>>>>>

// This Source Code Form is subject to the terms of the Mozilla Public
// License, v. 2.0. If a copy of the MPL was not distributed with this
// file, You can obtain one at https://mozilla.org/MPL/2.0/.

//! Encoder configuration

use chrono::{DateTime, Utc};
use ifc_bim_model::DEFAULT_STOREY_HEIGHT;
use serde::{Deserialize, Serialize};

/// Header and ownership details written into every file
#[derive(Clone, Debug, PartialEq, Serialize, Deserialize)]
#[serde(default, rename_all = "camelCase")]
pub struct ExportOptions {
    pub application_name: String,
    pub application_version: String,
    pub author: String,
    pub organization: String,
    pub file_name: String,
    pub default_storey_height: f64,
    /// Fixed creation time, seconds since the epoch; the current time if unset
    pub timestamp: Option<i64>,
}

impl Default for ExportOptions {
    fn default() -> Self {
        Self {
            application_name: "ifc-bim".to_string(),
            application_version: env!("CARGO_PKG_VERSION").to_string(),
            author: String::new(),
            organization: String::new(),
            file_name: "model.ifc".to_string(),
            default_storey_height: DEFAULT_STOREY_HEIGHT,
            timestamp: None,
        }
    }
}

impl ExportOptions {
    /// Load options from JSON; missing keys keep their defaults
    pub fn from_json(json: &str) -> serde_json::Result<Self> {
        serde_json::from_str(json)
    }

    /// Creation time in seconds since the epoch
    pub fn creation_time(&self) -> i64 {
        self.timestamp.unwrap_or_else(|| Utc::now().timestamp())
    }

    /// ISO-8601 creation time for `FILE_NAME`
    pub fn header_timestamp(&self) -> String {
        DateTime::<Utc>::from_timestamp(self.creation_time(), 0)
            .unwrap_or_default()
            .format("%Y-%m-%dT%H:%M:%S")
            .to_string()
    }
}
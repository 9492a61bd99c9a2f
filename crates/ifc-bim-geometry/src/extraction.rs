// This Source Code Form is subject to the terms of the Mozilla Public
// License, v. 2.0. If a copy of the MPL was not distributed with this
// file, You can obtain one at https://mozilla.org/MPL/2.0/.

//! Swept-solid parameter extraction
//!
//! Recovers the parameters an element was built from (profile kind and
//! dimensions, extrusion depth, solid position) when its body is an
//! `IfcExtrudedAreaSolid`. Values are in file units.

use crate::placement::{axis2_placement_2d, axis2_placement_3d, read_direction, read_point};
use crate::profile::Profile2D;
use crate::{Error, Result};
use ifc_bim_model::{AttributeValue, DecodedEntity, EntityId, EntityResolver, IfcType};
use nalgebra::{Matrix3, Matrix4, Point2, Vector3};
use std::sync::Arc;

/// Representation identifiers treated as the element body
const BODY_IDENTIFIERS: [&str; 2] = ["Body", "Facetation"];

/// Profile of a swept solid
#[derive(Debug, Clone, PartialEq)]
pub enum ProfileShape {
    Rectangle {
        x_dim: f64,
        y_dim: f64,
        /// Profile Position
        position: Matrix3<f64>,
    },
    Circle {
        radius: f64,
        position: Matrix3<f64>,
    },
    /// Closed outline without the repeated closing point
    Polygon(Vec<Point2<f64>>),
}

impl ProfileShape {
    /// Centre of the profile in the solid's local XY plane
    pub fn center(&self) -> Point2<f64> {
        match self {
            ProfileShape::Rectangle { position, .. } | ProfileShape::Circle { position, .. } => {
                Point2::new(position[(0, 2)], position[(1, 2)])
            }
            ProfileShape::Polygon(points) if !points.is_empty() => {
                let sum = points
                    .iter()
                    .fold(Vector3::zeros(), |acc, p| acc + Vector3::new(p.x, p.y, 0.0));
                let n = points.len() as f64;
                Point2::new(sum.x / n, sum.y / n)
            }
            ProfileShape::Polygon(_) => Point2::origin(),
        }
    }

    /// Outline ready for extrusion, profile Position applied
    pub fn to_profile(&self) -> Profile2D {
        match self {
            ProfileShape::Rectangle {
                x_dim,
                y_dim,
                position,
            } => {
                let mut profile = Profile2D::rectangle(*x_dim, *y_dim);
                profile.transform(position);
                profile
            }
            ProfileShape::Circle { radius, position } => {
                let mut profile = Profile2D::circle(*radius, None);
                profile.transform(position);
                profile
            }
            ProfileShape::Polygon(points) => Profile2D::new(points.clone()),
        }
    }
}

/// Parameters of an extruded area solid
#[derive(Debug, Clone, PartialEq)]
pub struct SweptSolid {
    pub profile: ProfileShape,
    pub depth: f64,
    /// Unit extrusion direction in the solid's frame
    pub direction: Vector3<f64>,
    /// Solid Position relative to the element placement
    pub position: Matrix4<f64>,
}

impl SweptSolid {
    /// Height of the solid's base above the element placement
    pub fn base_z(&self) -> f64 {
        if self.direction.z < 0.0 {
            self.position[(2, 3)] - self.depth
        } else {
            self.position[(2, 3)]
        }
    }
}

/// Representation items of the element's body
///
/// Follows `Representation` (index 6) to the product definition shape and
/// keeps shape representations identified as `Body` or `Facetation`, or
/// carrying no identifier.
pub fn body_items(
    resolver: &dyn EntityResolver,
    element: &DecodedEntity,
) -> Vec<Arc<DecodedEntity>> {
    let Some(shape) = element.get_ref(6).and_then(|id| resolver.get(id)) else {
        return Vec::new();
    };

    // IfcProductDefinitionShape: Name, Description, Representations
    let representations = shape
        .get(2)
        .map(|reps| resolver.resolve_ref_list(reps))
        .unwrap_or_default();

    representations
        .iter()
        .filter(|rep| rep.ifc_type == IfcType::IfcShapeRepresentation)
        .filter(|rep| match rep.get_string(1) {
            Some(identifier) => BODY_IDENTIFIERS.contains(&identifier),
            None => true,
        })
        .flat_map(|rep| {
            rep.get(3)
                .map(|items| resolver.resolve_ref_list(items))
                .unwrap_or_default()
        })
        .collect()
}

/// First extruded area solid of the element's body
pub fn extract_swept_solid(
    resolver: &dyn EntityResolver,
    element: &DecodedEntity,
) -> Result<SweptSolid> {
    let items = body_items(resolver, element);
    if items.is_empty() {
        return Err(Error::no_representation(format!("{} has no body items", element.id)));
    }

    let solid = items
        .iter()
        .find(|item| item.ifc_type == IfcType::IfcExtrudedAreaSolid)
        .ok_or_else(|| Error::no_representation(format!("{} has no extruded solid", element.id)))?;

    read_swept_solid(resolver, solid)
}

/// Read an `IfcExtrudedAreaSolid`
pub fn read_swept_solid(
    resolver: &dyn EntityResolver,
    solid: &DecodedEntity,
) -> Result<SweptSolid> {
    // SweptArea, Position, ExtrudedDirection, Depth
    let profile_id = solid
        .get_ref(0)
        .ok_or_else(|| Error::invalid_attribute(0, "Missing SweptArea"))?;
    let profile = resolver
        .get(profile_id)
        .ok_or_else(|| Error::entity_not_found(profile_id))?;
    let profile = read_profile(resolver, &profile)?;

    let depth = solid
        .get_float(3)
        .ok_or_else(|| Error::invalid_attribute(3, "Missing Depth"))?;

    let position = solid
        .get_ref(1)
        .and_then(|id| axis2_placement_3d(resolver, id))
        .unwrap_or_else(Matrix4::identity);

    let direction = solid
        .get_ref(2)
        .and_then(|id| read_direction(resolver, id))
        .and_then(|d| d.try_normalize(1e-12))
        .unwrap_or_else(Vector3::z);

    Ok(SweptSolid {
        profile,
        depth,
        direction,
        position,
    })
}

/// Read a rectangle, circle or arbitrary closed profile
pub fn read_profile(
    resolver: &dyn EntityResolver,
    profile: &DecodedEntity,
) -> Result<ProfileShape> {
    let position = |index: usize| {
        profile
            .get_ref(index)
            .and_then(|id| axis2_placement_2d(resolver, id))
            .unwrap_or_else(Matrix3::identity)
    };

    match profile.ifc_type {
        IfcType::IfcRectangleProfileDef => {
            // ProfileType, ProfileName, Position, XDim, YDim
            let x_dim = profile
                .get_float(3)
                .ok_or_else(|| Error::invalid_attribute(3, "Missing XDim"))?;
            let y_dim = profile
                .get_float(4)
                .ok_or_else(|| Error::invalid_attribute(4, "Missing YDim"))?;
            Ok(ProfileShape::Rectangle {
                x_dim,
                y_dim,
                position: position(2),
            })
        }
        IfcType::IfcCircleProfileDef => {
            // ProfileType, ProfileName, Position, Radius
            let radius = profile
                .get_float(3)
                .ok_or_else(|| Error::invalid_attribute(3, "Missing Radius"))?;
            Ok(ProfileShape::Circle {
                radius,
                position: position(2),
            })
        }
        IfcType::IfcArbitraryClosedProfileDef => {
            // ProfileType, ProfileName, OuterCurve
            let curve = profile
                .get_ref(2)
                .ok_or_else(|| Error::invalid_attribute(2, "Missing OuterCurve"))?;
            let points = read_polyline(resolver, curve)
                .ok_or_else(|| Error::profile(format!("OuterCurve {curve} is not a polyline")))?;
            let outline = Profile2D::from_ring(points).outer;
            if outline.len() < 3 {
                return Err(Error::profile("Outline needs at least 3 distinct points"));
            }
            Ok(ProfileShape::Polygon(outline))
        }
        ref other => Err(Error::unsupported_type(other.name())),
    }
}

/// Points of an `IfcPolyline`, in plan
pub fn read_polyline(resolver: &dyn EntityResolver, id: EntityId) -> Option<Vec<Point2<f64>>> {
    let polyline = resolver.get(id)?;
    if polyline.ifc_type != IfcType::IfcPolyline {
        return None;
    }
    polyline
        .get_list(0)?
        .iter()
        .map(|point| match point {
            AttributeValue::EntityRef(id) => {
                read_point(resolver, *id).map(|p| Point2::new(p.x, p.y))
            }
            _ => None,
        })
        .collect()
}

#[cfg(test)]
mod tests {
    use super::*;
    use approx::assert_relative_eq;

    #[test]
    fn test_rectangle_center_and_outline() {
        let mut position = Matrix3::identity();
        position[(0, 2)] = 2.0;
        let shape = ProfileShape::Rectangle {
            x_dim: 4.0,
            y_dim: 0.2,
            position,
        };
        assert_eq!(shape.center(), Point2::new(2.0, 0.0));

        let profile = shape.to_profile();
        assert_relative_eq!(profile.outer[0].x, 0.0);
        assert_relative_eq!(profile.outer[2].x, 4.0);
    }

    #[test]
    fn test_polygon_center() {
        let shape = ProfileShape::Polygon(vec![
            Point2::new(0.0, 0.0),
            Point2::new(2.0, 0.0),
            Point2::new(2.0, 2.0),
            Point2::new(0.0, 2.0),
        ]);
        assert_eq!(shape.center(), Point2::new(1.0, 1.0));
    }

    #[test]
    fn test_base_z_follows_direction() {
        let mut solid = SweptSolid {
            profile: ProfileShape::Polygon(Vec::new()),
            depth: 0.2,
            direction: Vector3::z(),
            position: Matrix4::new_translation(&Vector3::new(0.0, 0.0, 1.0)),
        };
        assert_relative_eq!(solid.base_z(), 1.0);
        solid.direction = -Vector3::z();
        assert_relative_eq!(solid.base_z(), 0.8);
    }
}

<<<<<

## Task prompt
Count up the lines in the material above that contain the string "format", then state that figure alone.

## Solution to this exercise
4